- Luoji Location within Yunnan
- Coordinates: 27°47′40″N 100°12′19″E﻿ / ﻿27.79444°N 100.20528°E
- Country: China
- Province: Yunnan
- Prefecture: Dêqên
- County: Shangri-La

Area
- • Total: 1,041.15 km^{2} (401.99 sq mi)
- Elevation: 2,197 m (7,208 ft)

Population (2006)
- • Total: 4,254
- • Density: 4.086/km^{2} (10.58/sq mi)
- Time zone: UTC+8 (China Standard)
- Postal code: 674409
- Area code: 0887

= Luoji Township, Shangri-La =

Luoji Township (洛吉乡 (洛吉鄉, Luòjí Xiāng)) is a township in northwestern Yunnan province, Southwest China.

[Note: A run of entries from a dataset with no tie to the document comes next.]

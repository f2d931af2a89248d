/// Repository module
///
/// This module provides the data access layer for the application.
/// It contains functions for interacting with the database: rooms,
/// customers, vendors, bookings and their line items, billing and
/// payments, expenses, reports, and user/session management.
///
/// The repository pattern abstracts away the details of database access
/// and provides a clean API for the rest of the application to use.

mod billing_repo;
mod booking_repo;
mod customer_repo;
mod expense_repo;
mod report_repo;
mod room_repo;
mod user_repo;
mod vendor_repo;

// Re-export all repository functions
pub use billing_repo::*;
pub use booking_repo::*;
pub use customer_repo::*;
pub use expense_repo::*;
pub use report_repo::*;
pub use room_repo::*;
pub use user_repo::*;
pub use vendor_repo::*;

#[cfg(test)]
pub mod tests {
    use std::sync::Arc;

    use crate::db::{self, DbPool};
    use diesel::connection::SimpleConnection;

    /// Sets up a test database with migrations applied
    ///
    /// Uses a unique shared in-memory database per test: plain ":memory:"
    /// gives each pooled connection its own separate database, so migrations
    /// run on one connection wouldn't be visible on others. A unique URI with
    /// cache=shared makes all connections in this pool share one in-memory
    /// database while staying isolated from other tests.
    pub fn setup_test_db() -> Arc<DbPool> {
        let unique_id = uuid::Uuid::new_v4();
        let database_url = format!("file:test_{}?mode=memory&cache=shared", unique_id);
        let pool = db::init_pool(&database_url);

        let mut conn = pool.get().expect("Failed to get connection");

        // Enable foreign key constraints for SQLite
        conn.batch_execute("PRAGMA foreign_keys = ON").unwrap();

        crate::run_migrations(&mut conn);

        Arc::new(pool)
    }
}
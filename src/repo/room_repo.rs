use crate::db::{DbPool, ExecuteWithRetry};
use crate::models::{BookingStatus, Room, RoomStatus};
use crate::schema::{booking_rooms, bookings, rooms};
use anyhow::{anyhow, Result};
use chrono::NaiveDate;
use diesel::prelude::*;
use tracing::{debug, info, instrument};

/// Creates a new room in the inventory
///
/// ### Errors
///
/// Returns an error if the room number is already in use or the insert fails.
/// Callers validate that the rate is positive.
#[instrument(skip(pool), fields(number = %number, room_type = %room_type))]
pub async fn create_room(pool: &DbPool, number: &str, room_type: &str, rate_cents: i64) -> Result<Room> {
    debug!("Creating new room");

    let conn = &mut pool.get()?;

    let taken: i64 = rooms::table
        .filter(rooms::number.eq(number))
        .count()
        .get_result(conn)?;
    if taken > 0 {
        return Err(anyhow!("Room number already exists"));
    }

    let new_room = Room::new(number.to_string(), room_type.to_string(), rate_cents);

    diesel::insert_into(rooms::table)
        .values(new_room.clone())
        .execute_with_retry(conn).await?;

    info!("Successfully created room with id: {}", new_room.get_id());

    Ok(new_room)
}

/// Retrieves a room by its ID
#[instrument(skip(pool), fields(room_id = %room_id))]
pub fn get_room(pool: &DbPool, room_id: &str) -> Result<Option<Room>> {
    let conn = &mut pool.get()?;

    let result = rooms::table
        .find(room_id)
        .first::<Room>(conn)
        .optional()?;

    Ok(result)
}

/// Lists rooms, optionally filtered by status
#[instrument(skip(pool))]
pub fn list_rooms(pool: &DbPool, status: Option<RoomStatus>) -> Result<Vec<Room>> {
    let conn = &mut pool.get()?;

    let mut query = rooms::table.order_by(rooms::number.asc()).into_boxed();

    if let Some(status) = status {
        query = query.filter(rooms::status.eq(status.as_str()));
    }

    let results = query.load::<Room>(conn)?;

    Ok(results)
}

/// Updates a room's type, rate, and/or status
///
/// Moving a room into maintenance is refused while a checked-in booking holds
/// it; the stay has to be checked out first.
///
/// ### Errors
///
/// Returns an error if the room does not exist, the maintenance guard trips,
/// or the update fails.
#[instrument(skip(pool), fields(room_id = %room_id))]
pub async fn update_room(
    pool: &DbPool,
    room_id: &str,
    room_type: Option<String>,
    rate_cents: Option<i64>,
    status: Option<RoomStatus>,
) -> Result<Room> {
    debug!("Updating room");

    let room = get_room(pool, room_id)?.ok_or_else(|| anyhow!("Room not found"))?;

    if status == Some(RoomStatus::Maintenance) {
        let conn = &mut pool.get()?;
        let held: i64 = booking_rooms::table
            .inner_join(bookings::table)
            .filter(booking_rooms::room_id.eq(room_id))
            .filter(bookings::status.eq(BookingStatus::CheckedIn.as_str()))
            .count()
            .get_result(conn)?;
        if held > 0 {
            return Err(anyhow!("Cannot move an occupied room into maintenance"));
        }
    }

    let new_type = room_type.unwrap_or_else(|| room.get_room_type());
    let new_rate = rate_cents.unwrap_or_else(|| room.get_rate_cents());
    let new_status = status.map(|s| s.as_str().to_string()).unwrap_or_else(|| room.get_status_raw());

    let conn = &mut pool.get()?;
    diesel::update(rooms::table.find(room_id.to_string()))
        .set((
            rooms::room_type.eq(new_type),
            rooms::rate_cents.eq(new_rate),
            rooms::status.eq(new_status),
        ))
        .execute_with_retry(conn).await?;

    debug!("Successfully updated room {}", room_id);

    get_room(pool, room_id)?.ok_or_else(|| anyhow!("Room not found"))
}

/// Lists the rooms free for the whole of a date range
///
/// A room is free when it is not in maintenance and no active booking
/// (reserved or checked in) holds it for any overlapping dates. Overlap is
/// the half-open test: an existing stay conflicts when it starts before the
/// requested check-out and ends after the requested check-in.
///
/// Callers validate `check_in < check_out`.
#[instrument(skip(pool), fields(check_in = %check_in, check_out = %check_out))]
pub fn rooms_available(pool: &DbPool, check_in: NaiveDate, check_out: NaiveDate) -> Result<Vec<Room>> {
    debug!("Computing room availability");

    let conn = &mut pool.get()?;

    let active = [BookingStatus::Reserved.as_str(), BookingStatus::CheckedIn.as_str()];

    // Rooms held by an overlapping active stay
    let busy_room_ids: Vec<String> = booking_rooms::table
        .inner_join(bookings::table)
        .filter(bookings::status.eq_any(active))
        .filter(booking_rooms::check_in.lt(check_out))
        .filter(booking_rooms::check_out.gt(check_in))
        .select(booking_rooms::room_id)
        .load(conn)?;

    let results = rooms::table
        .filter(rooms::status.ne(RoomStatus::Maintenance.as_str()))
        .filter(rooms::id.ne_all(busy_room_ids))
        .order_by(rooms::number.asc())
        .load::<Room>(conn)?;

    info!("{} rooms available for {} to {}", results.len(), check_in, check_out);

    Ok(results)
}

It is under the administration of Shangri-La County, the seat of which lies 49 km to the west. Its seat is the village of Luoji (洛吉村), connected by road to Zhongdian and the villages of Jiulong (九龙村) and Niru (尼汝村), the other major villages in the township. Other villages of note include Mushengtu, Laohuofang, and Duiwoluo. The township covers an area of 1041 km2 and is semi mountainous, with the mountainous areas and heavier rainfall to the northwest. Its highest point is Mount Nengnabu (4495 m) near Niru, and the lowest point is at the Jinsha River (1503 m) and there is an estimated total of 72 peaks in the township. It has an estimated population of 4,254 (928 households), the main ethnic groups being 37% Han, 26% Yi, 16% Tibetan, 14% Naxi and 1% Lisu. The main rivers are the Jinsha River, the Luoji River and the Niru River.

==Economy==
The vast majority in the township are employed in agriculture, taking advantage of the rich soils in the lower valleys to the south in which two crops are harvested each year, in June and October. The main crops grown are rice, wheat, corn and potatoes and many farmers rear animals. 5954 mu (3969 km^{2}) is allocated to farmland, 1,400,400 mu (933600 km^{2}) to pasture land and 5,900,000 mu (3,900,000 km^{2}) is forest within Luoji Township. Occasionally the forest is prone to fires, one outbreak affected some 187 hectares of land and required over a thousand people to subdue it. The township is particularly noted for its matsutake mushrooms, growing wild on the hillsides rather than cultivated. They have strict rules laid down by the local government for picking, such as not to pick young mushrooms smaller than 6 cm. The township also grows a medicinal plant in the wild called chongcao, which also earns a considerable revenue. There is a pine wood crafting factory in the main town of Luoji. The township contains 15 schools, with 37 teachers and 506 students as of the last census.

===Dam Project===
The Dêqên Prefecture Niru River Muxingtu Hydropower Station Project is proposed on the main stream of the Niru River, 5 km away from Luoji Township. The aim of the proposed project is to utilise the hydro sources of the river to provide electricity needs in Yunnan. The plant would supply energy to the China Southern Power Grid Company (CSPG) through the Yunnan Provincial Power Grid Company, capable of generating an annual 516,700 MWh, with a total installed capacity of total installed capacity of 120 MW. The proposed plant is expected to reduce GHG emissions by 407,133 tonne CO_{2} annually.